Je ne saurais citer tous les éclats de ce livre qui est, sera une bouffée d’oxygène dans les touffeurs asphyxiantes de la rentrée littéraire où l’on se monte les uns sur les autres pour promouvoir son candidat au warholien quart d’heure de célébrité – aussitôt célébré qu’oublié. Ma vie dans les monts fait de toute évidence partie des livres médités (donc à ruminer, voir photo!) que j’aurai plaisir à rouvrir pour me rincer les yeux de ces insignifiances avec quoi l’on frotte les yeux des lecteurs, tous les six mois, afin de leur faire prendre des vesses pour des sonates.

« La vie d’ermite-poète sup­pose une culture, des références, des pinceaux. Une pierre à encre, de l’encens. Dans sa solitude même, dans son désert, l’ermite vit avec les textes et les hommes du passé. On aura compris que la vie que je vis, au présent vide, est riche de ces richesses anciennes. C’est sans doute là que je voulais en venir, traçant mes lignes en résonance d’âme. De façon incantatoire, et performative aussi, sans doute.

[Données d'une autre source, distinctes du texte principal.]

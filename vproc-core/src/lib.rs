//! # vproc Core
//!
//! Video transcoding and filtering pipeline: demux → decode → GPU filter →
//! encode → mux, orchestrated by [`VideoProcessor`] on one serialized event
//! pipeline.
//!
//! Hardware codecs and the container writer plug in through the factory
//! traits in [`decoder`], [`encoder`] and [`muxer`]; the rendering surface
//! through [`surface::SurfaceFactory`] (a headless wgpu implementation ships
//! behind the `wgpu-surface` feature).

// ============================================================================
// Media model & configuration
// ============================================================================
pub mod config;
pub mod media;

// ============================================================================
// Execution
// ============================================================================
pub mod bridge;
pub mod pipeline;

// ============================================================================
// GPU
// ============================================================================
#[cfg(feature = "wgpu-surface")]
pub mod gpu;
pub mod filter;
pub mod render;
pub mod surface;

// ============================================================================
// Codec & container units
// ============================================================================
pub mod decoder;
pub mod demuxer;
pub mod encoder;
pub mod mp4_demux;
pub mod muxer;

// ============================================================================
// Orchestration
// ============================================================================
pub mod processor;

#[cfg(test)]
mod test_support;

pub use config::{ConfigError, ProcessingContext, ProcessorConfig};
pub use filter::{Filter, FilterInfo, FilterState, NormalFilter};
pub use media::{Rotation, Size, Track, TrackKind};
pub use processor::{ProcessorBuilder, ProcessorError, ProcessorListener, ProcessorState, VideoProcessor};

/// Crate version
pub const VERSION: &str = env!("CARGO_PKG_VERSION");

Peut-être pour me persuader moi-même que la vie que je vis est porteuse de valeur. Qui sait?  » (p. 95)

* Antoine Marcel, petit-fils du philosophe Gabriel Marcel (1889-1973), est l’auteur d’un délicieux Traité de la cabane solitaire paru chez le même éditeur en 2006, réédité au format poche en 2011.
** Une des propositions les plus célèbres de Ludwig Wittgenstein dit que « ce dont on ne peut parler, il faut le taire« . A quoi Jacques Derrida répondit sur un ton parodique: « Ce qu’on ne peut pas dire, il ne faut surtout pas le taire, mais il faut l’écrire. »

Ma vie dans les monts de Antoine Marcel, éditions Arléa, 2018. LRSP (livre reçu en service de presse)

Illustrations: photographie ©Vincent Thé (Flickr) / photographie ©Lelorgnonmélancolique.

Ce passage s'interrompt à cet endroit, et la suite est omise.